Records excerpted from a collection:

◆ ◆ ◆ ◆ ◆ ◆ ◆

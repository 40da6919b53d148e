use reqwest::header::{COOKIE, SET_COOKIE};
use reqwest::multipart::Form;
use reqwest::{Client, RequestBuilder, Url};
use std::time::Duration;

use crate::models::{ApiError, CookieJarHandle, Envelope};
use crate::services::cookie_codec::CookieCodec;

/// 请求客户端
///
/// GET / POST / multipart上传三个原语,每次调用:
/// 1. 附带jar中匹配的 `Cookie` 头
/// 2. 收到响应头后立即把 `Set-Cookie` 合并回jar (无论业务结果如何)
/// 3. 把响应体解析为接口外壳
///
/// 服务端几乎每次调用都会轮换会话cookie,第2步保证jar不会落后于服务端。
/// HTTP状态码不参与判断,以外壳中的 `code` 为准。
#[derive(Debug, Clone)]
pub struct RequestClient {
    http: Client,
    jar: CookieJarHandle,
}

impl RequestClient {
    /// 创建新的请求客户端
    ///
    /// # 参数
    /// - `jar`: 与会话共享的cookie jar
    /// - `timeout`: 单次请求超时
    pub fn new(jar: CookieJarHandle, timeout: Duration) -> Result<Self, ApiError> {
        let http = Client::builder()
            .timeout(timeout)
            .build()
            .map_err(|e| ApiError::TransportInit(e.to_string()))?;
        Ok(Self { http, jar })
    }

    pub fn jar(&self) -> &CookieJarHandle {
        &self.jar
    }

    /// GET请求,参数放在查询串中
    pub async fn get(&self, url: &Url, params: &[(&str, &str)]) -> Result<Envelope, ApiError> {
        let builder = self.http.get(url.clone()).query(params);
        self.execute(builder, url).await
    }

    /// POST请求,表单编码
    pub async fn post(&self, url: &Url, form: &[(&str, &str)]) -> Result<Envelope, ApiError> {
        let builder = self.http.post(url.clone()).form(form);
        self.execute(builder, url).await
    }

    /// multipart上传,`params` 放在查询串中
    pub async fn upload_multipart(
        &self,
        url: &Url,
        params: &[(&str, &str)],
        form: Form,
    ) -> Result<Envelope, ApiError> {
        let builder = self.http.post(url.clone()).query(params).multipart(form);
        self.execute(builder, url).await
    }

    async fn execute(&self, mut builder: RequestBuilder, url: &Url) -> Result<Envelope, ApiError> {
        if let Some(header) = self.jar.lock().await.cookie_header(url) {
            builder = builder.header(COOKIE, header);
        }

        let response = builder.send().await.map_err(|e| {
            tracing::error!(url = %url, error = %e, "Request failed");
            ApiError::from(e)
        })?;

        let status = response.status();
        let response_url = response.url().clone();
        {
            let mut jar = self.jar.lock().await;
            let merged = CookieCodec::merge_set_cookie_headers(
                &mut jar,
                response.headers().get_all(SET_COOKIE),
                &response_url,
            );
            if merged > 0 {
                tracing::debug!(url = %response_url, merged, "Session cookies updated");
            }
        }

        let body = response.text().await?;
        let envelope = Envelope::parse(&body).map_err(|e| {
            tracing::error!(
                url = %response_url,
                status = %status,
                error = %e,
                "Failed to decode response envelope"
            );
            e
        })?;

        tracing::trace!(url = %response_url, code = envelope.code(), "Response decoded");
        Ok(envelope)
    }
}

◆ ◆ ◆ ◆ ◆ ◆ ◆

Scan the entries above for the word "CookieCodec" and collect each line holding it.

• [Written answer]:
use crate::services::cookie_codec::CookieCodec;
            let merged = CookieCodec::merge_set_cookie_headers(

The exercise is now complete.